(Your objective): Using the records below, locate all lines containing "ExtractionFailed" and return them.

+++

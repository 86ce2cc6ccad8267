//! JSON and CSV writers for result records.

use std::collections::BTreeSet;
use std::fs;
use std::path::Path;

use serde_json::{Map, Value};
use tracing::debug;

use cardstmt_core::ResultRecord;

/// Pretty JSON array of records; absent fields are `null`.
pub fn format_json(records: &[ResultRecord]) -> anyhow::Result<String> {
    Ok(serde_json::to_string_pretty(records)?)
}

/// CSV with a header built from the sorted union of record keys.
///
/// A column such as `error` only appears when at least one record carries
/// it; records lacking a column get an empty cell. No records gives an
/// empty document.
pub fn format_csv(records: &[ResultRecord]) -> anyhow::Result<String> {
    if records.is_empty() {
        return Ok(String::new());
    }

    let rows = records
        .iter()
        .map(record_row)
        .collect::<anyhow::Result<Vec<_>>>()?;

    let header: BTreeSet<&str> = rows
        .iter()
        .flat_map(|row| row.keys().map(String::as_str))
        .collect();

    let mut wtr = csv::Writer::from_writer(vec![]);
    wtr.write_record(&header)?;
    for row in &rows {
        wtr.write_record(header.iter().map(|key| cell(row.get(*key))))?;
    }

    let data = String::from_utf8(wtr.into_inner()?)?;
    Ok(data)
}

pub fn write_json(path: &Path, records: &[ResultRecord]) -> anyhow::Result<()> {
    write_output(path, &format_json(records)?)
}

pub fn write_csv(path: &Path, records: &[ResultRecord]) -> anyhow::Result<()> {
    write_output(path, &format_csv(records)?)
}

fn write_output(path: &Path, content: &str) -> anyhow::Result<()> {
    if let Some(parent) = path.parent().filter(|p| !p.as_os_str().is_empty()) {
        fs::create_dir_all(parent)?;
    }
    fs::write(path, content)?;
    debug!("Wrote {} bytes to {}", content.len(), path.display());
    Ok(())
}

fn record_row(record: &ResultRecord) -> anyhow::Result<Map<String, Value>> {
    match serde_json::to_value(record)? {
        Value::Object(map) => Ok(map),
        other => anyhow::bail!("Record serialized to a non-object value: {}", other),
    }
}

fn cell(value: Option<&Value>) -> String {
    match value {
        None | Some(Value::Null) => String::new(),
        Some(Value::String(s)) => s.clone(),
        Some(other) => other.to_string(),
    }
}
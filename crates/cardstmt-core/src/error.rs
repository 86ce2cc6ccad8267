//! Error types for the cardstmt-core library.

use thiserror::Error;

/// Main error type for the cardstmt library.
#[derive(Error, Debug)]
pub enum CardStmtError {
    /// PDF text extraction error.
    #[error("PDF error: {0}")]
    Pdf(#[from] PdfError),

    /// I/O error.
    #[error("I/O error: {0}")]
    Io(#[from] std::io::Error),

    /// Configuration error.
    #[error("configuration error: {0}")]
    Config(String),
}

impl CardStmtError {
    /// Whether the failure was a rejected or missing document password.
    pub fn is_authentication(&self) -> bool {
        matches!(self, CardStmtError::Pdf(e) if e.is_authentication())
    }
}

/// Errors related to PDF text extraction.
#[derive(Error, Debug)]
pub enum PdfError {
    /// Failed to open/parse the PDF file.
    #[error("failed to parse PDF: {0}")]
    Parse(String),

    /// An engine failed while producing text.
    #[error("failed to extract text: {0}")]
    TextExtraction(String),

    /// An engine produced no text.
    #[error("no text content extracted")]
    Empty,

    /// The PDF is empty or has no pages.
    #[error("PDF has no pages")]
    NoPages,

    /// The PDF is encrypted and no password was supplied.
    #[error("PDF is encrypted and requires a password")]
    PasswordRequired,

    /// The supplied password was rejected.
    #[error("incorrect password for encrypted PDF")]
    InvalidPassword,

    /// Both extraction engines failed or produced empty content.
    #[error("failed to extract text from PDF with both engines: primary ({primary}); secondary ({secondary})")]
    ExtractionFailed { primary: String, secondary: String },
}

impl PdfError {
    /// Whether this is an authentication failure rather than missing content.
    pub fn is_authentication(&self) -> bool {
        matches!(self, PdfError::PasswordRequired | PdfError::InvalidPassword)
    }
}

/// Result type for the cardstmt library.
pub type Result<T> = std::result::Result<T, CardStmtError>;

#[cfg(test)]
mod tests {
    use super::*;

    #[test]
    fn test_authentication_errors() {
        assert!(PdfError::PasswordRequired.is_authentication());
        assert!(PdfError::InvalidPassword.is_authentication());
        assert!(!PdfError::Empty.is_authentication());

        let err: CardStmtError = PdfError::InvalidPassword.into();
        assert!(err.is_authentication());

        let io = CardStmtError::Io(std::io::Error::other("boom"));
        assert!(!io.is_authentication());
    }

    #[test]
    fn test_extraction_failed_carries_both_causes() {
        let err = PdfError::ExtractionFailed {
            primary: "pdf-extract: no text content extracted".to_string(),
            secondary: "lopdf: failed to parse PDF: invalid file header".to_string(),
        };
        let message = err.to_string();
        assert!(message.contains("pdf-extract: no text content extracted"));
        assert!(message.contains("lopdf: failed to parse PDF"));
    }
}
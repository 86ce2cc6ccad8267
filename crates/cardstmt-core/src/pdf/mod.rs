//! PDF text extraction module.

mod engines;
mod extractor;

pub use engines::{LopdfBackend, PdfExtractBackend};
pub use extractor::PdfExtractor;

use lopdf::encryption::DecryptionError;
use lopdf::Document;
use tracing::debug;

use crate::error::PdfError;
use crate::models::config::TextEngine;

/// Result type for PDF operations.
pub type Result<T> = std::result::Result<T, PdfError>;

/// Trait for PDF text extraction engines.
pub trait TextBackend: Send + Sync {
    /// Short engine name used in diagnostics.
    fn name(&self) -> &'static str;

    /// Extract the full text of a PDF, decrypting with `password` if needed.
    fn extract_text(&self, data: &[u8], password: &str) -> Result<String>;
}

/// Create the backend for a configured engine.
pub fn backend_for(engine: TextEngine) -> Box<dyn TextBackend> {
    match engine {
        TextEngine::PdfExtract => Box::new(PdfExtractBackend),
        TextEngine::Lopdf => Box::new(LopdfBackend),
    }
}

/// Load a PDF with lopdf, decrypting it when encrypted.
///
/// Returns the document and whether it had to be decrypted.
pub(crate) fn load_document(data: &[u8], password: &str) -> Result<(Document, bool)> {
    let mut doc = Document::load_mem(data).map_err(|e| PdfError::Parse(e.to_string()))?;

    let encrypted = doc.is_encrypted();
    if encrypted {
        match doc.decrypt(password) {
            Ok(()) => {}
            Err(lopdf::Error::Decryption(DecryptionError::IncorrectPassword)) => {
                return Err(if password.is_empty() {
                    PdfError::PasswordRequired
                } else {
                    PdfError::InvalidPassword
                });
            }
            // unsupported schemes and broken /Encrypt dictionaries are not password problems
            Err(e) => return Err(PdfError::Parse(format!("unsupported encryption: {}", e))),
        }
        debug!("Decrypted PDF (password supplied: {})", !password.is_empty());
    }

    if doc.get_pages().is_empty() {
        return Err(PdfError::NoPages);
    }

    Ok((doc, encrypted))
}
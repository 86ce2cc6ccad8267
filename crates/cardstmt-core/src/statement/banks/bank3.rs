//! Bank3: ICICI credit card statement (INR).

use lazy_static::lazy_static;
use regex::Regex;

use crate::models::record::{BankId, FieldRecord};
use crate::statement::rules::patterns::AMOUNT_INR;
use crate::statement::rules::{capture_first, clean_amount, find_value_after_label, last4_from_number_block};
use crate::statement::StatementTemplate;

const AMOUNT_WINDOW: usize = 80;

lazy_static! {
    static ref TOTAL_DUE_LABEL: Regex = Regex::new(
        r"(?i)(?:Your\s+)?Total\s+Amount\s+Due\b"
    ).unwrap();

    // Ungrouped amounts such as "5000" that the windowed search rejects
    static ref TOTAL_DUE_LOOSE: Regex = Regex::new(
        r"(?i)(?:Your\s+)?Total\s+Amount\s+Due[\s\S]{0,60}?([₹r]?\s*\d[\d,]*(?:\.\d{2})?)"
    ).unwrap();

    static ref DUE_DATE: Regex = Regex::new(
        r"(?i)(?:Payment\s+)?Due\s*Date\s*:?\s*(?:\n|\s){0,20}?([0-9]{1,2}/[0-9]{1,2}/[0-9]{2,4})"
    ).unwrap();

    static ref MINIMUM_DUE_LABEL: Regex = Regex::new(
        r"(?i)Minimum\s+Amount\s+Due\b"
    ).unwrap();

    // "4375 XXXX XXXX 8007"
    static ref CARD_NUMBER: Regex = Regex::new(
        r"(?i)Card\s*Number\s*:?\s*([0-9Xx\s]+)"
    ).unwrap();

    static ref STATEMENT_DATE: Regex = Regex::new(
        r"(?i)Statement\s*Date\s*:?\s*([0-9]{1,2}/[0-9]{1,2}/[0-9]{2,4})"
    ).unwrap();
}

#[derive(Debug, Clone, Copy, Default)]
pub struct Bank3Template;

impl Bank3Template {
    fn total_balance(text: &str) -> Option<String> {
        find_value_after_label(text, &TOTAL_DUE_LABEL, &AMOUNT_INR, AMOUNT_WINDOW)
            .or_else(|| capture_first(&TOTAL_DUE_LOOSE, text))
            .map(|v| clean_amount(&v))
            .filter(|v| !v.is_empty())
    }
}

impl StatementTemplate for Bank3Template {
    fn bank(&self) -> BankId {
        BankId::Bank3
    }

    fn extract_fields(&self, text: &str) -> FieldRecord {
        FieldRecord {
            total_balance: Self::total_balance(text),
            payment_due_date: capture_first(&DUE_DATE, text),
            minimum_payment: find_value_after_label(text, &MINIMUM_DUE_LABEL, &AMOUNT_INR, AMOUNT_WINDOW)
                .map(|v| clean_amount(&v)),
            last4: capture_first(&CARD_NUMBER, text).and_then(|v| last4_from_number_block(&v)),
            statement_closing_date: capture_first(&STATEMENT_DATE, text),
        }
    }
}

+++

(Response to this task):
    ExtractionFailed { primary: String, secondary: String },
        let err = PdfError::ExtractionFailed {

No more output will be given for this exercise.